I was in sorry shape. Because I worked all the time trying the bring you sons of bitches a great magazine, I had been married four times to gold digging import models, fathered six illegitimate children with three others and was up to my neck in blown up project cars. Did Project Ford Focus SVT ever get back on the road?
Now don't get me wrong. Being the editor of SCC had its good days. I remember one. It was in mid August 2002. A bunch of us were out testing some shit-boxes at California Speedway. It was like 198 degrees in the shade and all three cars refused to run. It was probably Dave Coleman's fault (although he would never admit it), but it was too long ago for me to be sure.
I think Jared Holstein was there. If he was, he probably broke one of the cars, locked the keys in another and spent the rest of the day on his cell phone dancing across the boiling blacktop.
Anyway, Josh Jacquot and I were definitely there. I'm sure of it. I remember because that morning we had one of our knock out, drag out screaming matches where I fire him for insubordination only to rehire him a few hours later.
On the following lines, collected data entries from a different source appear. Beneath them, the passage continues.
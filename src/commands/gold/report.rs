use serde::Serialize;
use serde_json::Value;

use super::executor::{QueryOutcome, ResultRow};

pub(crate) const TIMEOUT_ERROR_TYPE: &str = "timeout";
pub(crate) const EXECUTION_ERROR_TYPE: &str = "execution_error";

const RULE_WIDTH: usize = 80;

/// One line of `results.jsonl`.
#[derive(Debug, Clone, PartialEq, Serialize)]
pub(crate) struct GoldRecord {
    pub(crate) id: String,
    pub(crate) question: String,
    pub(crate) sql: String,
    #[serde(skip_serializing_if = "Option::is_none")]
    pub(crate) elapsed: Option<f64>,
    #[serde(skip_serializing_if = "Option::is_none")]
    pub(crate) row_count: Option<usize>,
    #[serde(skip_serializing_if = "Option::is_none")]
    pub(crate) result: Option<Vec<ResultRow>>,
    #[serde(skip_serializing_if = "Option::is_none")]
    pub(crate) error: Option<String>,
    #[serde(skip_serializing_if = "Option::is_none")]
    pub(crate) error_type: Option<String>,
}

#[derive(Debug, Clone, PartialEq, Serialize)]
pub(crate) struct ErrorDetail {
    pub(crate) id: String,
    pub(crate) question: String,
    pub(crate) error: String,
    pub(crate) error_type: String,
}

#[derive(Debug, Clone, PartialEq, Serialize)]
pub(crate) struct ErrorSummary {
    pub(crate) total_queries: usize,
    pub(crate) error_count: usize,
    pub(crate) error_rate_percent: f64,
    pub(crate) timeout_count: usize,
    pub(crate) execution_error_count: usize,
    pub(crate) error_ids: Vec<String>,
    pub(crate) timeout_ids: Vec<String>,
    pub(crate) errors: Vec<ErrorDetail>,
}

/// Running totals across a gold run, fed one outcome at a time.
#[derive(Debug, Default)]
pub(crate) struct GoldTally {
    total: usize,
    error_ids: Vec<String>,
    timeout_ids: Vec<String>,
    errors: Vec<ErrorDetail>,
}

impl GoldTally {
    pub(crate) fn observe(&mut self, record: &GoldRecord) {
        self.total += 1;
        let (Some(error), Some(error_type)) = (&record.error, &record.error_type) else {
            return;
        };

        self.error_ids.push(record.id.clone());
        if error_type == TIMEOUT_ERROR_TYPE {
            self.timeout_ids.push(record.id.clone());
        }
        self.errors.push(ErrorDetail {
            id: record.id.clone(),
            question: record.question.clone(),
            error: error.clone(),
            error_type: error_type.clone(),
        });
    }

    pub(crate) fn summary(self) -> ErrorSummary {
        let error_count = self.error_ids.len();
        let error_rate_percent = if self.total == 0 {
            0.0
        } else {
            round_to(error_count as f64 / self.total as f64 * 100.0, 2)
        };
        ErrorSummary {
            total_queries: self.total,
            error_count,
            error_rate_percent,
            timeout_count: self.timeout_ids.len(),
            execution_error_count: error_count - self.timeout_ids.len(),
            error_ids: self.error_ids,
            timeout_ids: self.timeout_ids,
            errors: self.errors,
        }
    }
}

pub(crate) fn build_record(
    id: &str,
    question: &str,
    sql: &str,
    outcome: QueryOutcome,
    timeout_seconds: u64,
) -> GoldRecord {
    let mut record = GoldRecord {
        id: id.to_string(),
        question: question.to_string(),
        sql: sql.to_string(),
        elapsed: None,
        row_count: None,
        result: None,
        error: None,
        error_type: None,
    };

    match outcome {
        QueryOutcome::Success { rows, elapsed } => {
            record.elapsed = Some(round_to(elapsed.as_secs_f64(), 3));
            record.row_count = Some(rows.len());
            record.result = Some(rows);
        }
        QueryOutcome::Timeout => {
            record.error = Some(format!("Timeout: exceeded {timeout_seconds}s"));
            record.error_type = Some(TIMEOUT_ERROR_TYPE.to_string());
        }
        QueryOutcome::ExecutionError(message) => {
            record.error = Some(message);
            record.error_type = Some(EXECUTION_ERROR_TYPE.to_string());
        }
    }

    record
}

/// The `results.txt` block for one question.
pub(crate) fn render_log_entry(
    record: &GoldRecord,
    limit_output: usize,
    timeout_seconds: u64,
) -> String {
    let mut text = String::new();
    text.push_str(&"=".repeat(RULE_WIDTH));
    text.push('\n');
    text.push_str(&format!("[{}] {}\n", record.id, record.question));
    text.push_str(&"-".repeat(RULE_WIDTH));
    text.push('\n');
    text.push_str(&record.sql);
    text.push_str("\n\n");

    match (&record.result, record.error_type.as_deref()) {
        (Some(rows), _) => {
            text.push_str(&format!(
                "Success ({} rows, {:.3} sec)\n",
                rows.len(),
                record.elapsed.unwrap_or_default()
            ));
            text.push_str(&format_result(rows, limit_output));
        }
        (None, Some(TIMEOUT_ERROR_TYPE)) => {
            text.push_str(&format!(
                "Timeout Error: Query exceeded {timeout_seconds} seconds\n"
            ));
        }
        (None, _) => {
            text.push_str(&format!(
                "Error while executing: {}\n",
                record.error.as_deref().unwrap_or("unknown error")
            ));
        }
    }

    text
}

/// Pretty-prints a result set: a lone scalar on its own line, otherwise the
/// first `limit` rows as a padded `|`-separated table.
pub(crate) fn format_result(rows: &[ResultRow], limit: usize) -> String {
    let Some(first) = rows.first() else {
        return "  (no rows)\n".to_string();
    };
    if rows.len() == 1 && first.len() == 1 {
        return format!("  {}\n", cell_text(&first[0]));
    }

    let shown = &rows[..rows.len().min(limit)];
    let widths = (0..first.len())
        .map(|column| {
            shown
                .iter()
                .map(|row| row.get(column).map(cell_text).unwrap_or_default().chars().count())
                .max()
                .unwrap_or(0)
        })
        .collect::<Vec<usize>>();

    let mut lines = shown
        .iter()
        .map(|row| {
            let cells = widths
                .iter()
                .enumerate()
                .map(|(column, width)| {
                    let text = row.get(column).map(cell_text).unwrap_or_default();
                    format!("{text:<width$}")
                })
                .collect::<Vec<String>>();
            format!("  {}", cells.join(" | "))
        })
        .collect::<Vec<String>>();
    if rows.len() > limit {
        lines.push(format!("  ... ({} more rows)", rows.len() - limit));
    }

    lines.join("\n") + "\n"
}

fn cell_text(value: &Value) -> String {
    match value {
        Value::Null => "NULL".to_string(),
        Value::String(text) => text.clone(),
        other => other.to_string(),
    }
}

fn round_to(value: f64, places: i32) -> f64 {
    let factor = 10f64.powi(places);
    (value * factor).round() / factor
}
We had just kissed and made up and were trying to salvage what was left of the day when a stink so rancid hit me in the face like a Joba Chamberlain fast ball. Nearly knocked me off my feet. I looked over at Josh who was also visibly dazed. Smelled like a dead body, wrapped in old fish that had been sitting out in the sun; for a month; in a landfill.
Which was close. Across the parking lot a guy was pumping the California Speedway port-a-pottys, which were full from the recent NASCAR event. It was his job. He was at work. Dressed in a Hazmat suit. Pumping shit.
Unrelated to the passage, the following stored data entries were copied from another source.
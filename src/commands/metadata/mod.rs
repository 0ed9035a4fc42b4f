mod builder;
mod descriptions;
mod introspect;
mod run;

pub(crate) use run::run;
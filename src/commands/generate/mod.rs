mod corpus;
mod pipeline;
mod prompt;
mod retrieval;
mod run;

pub(crate) use run::run;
Suddenly being the editor of Sport Compact Car seemed pretty good.
True story. Ask Jacquot. The rest of it is complete bullshit. I loved being the editor of Sport Compact Car. Nearly every minute of it. And to completely cop out, my favorite part was the people. Coleman, Jacquot and Holstein. Oh we fought. But we had fun too, lots of it. And if you ask me, we produced one hell of a car magazine.
-Scott Oldham
December 2001 - March 2005
Hindsight, they say, is always 20/20. Looking back it's easy to see what I should have done in any given situation. Problem is, as the editor, you're regularly required to make decisions before all the critical information is available. It's a thankless pain in the ass which usually comes back to haunt your product. And if Murphy has his way, it's bound to be mess. So, I should have known better early in 2005 when, finally, after years of procrastinating, I put Battle of the Project Cars on our schedule for the July issue.
Battle of the Project Cars-an idea the SCC staff cooked up probably five years earlier-had been set on the back-burner, delayed, put off and generally ignored as a too-difficult-to-pull-off story, which was sure to create problems. The fast cars were in a constant state of disarray, the right track was never available, or the editors were wearing dresses-you name it, there was always an excuse not to do it. But, it was my turn at the helm, and by God, I was going to get it done.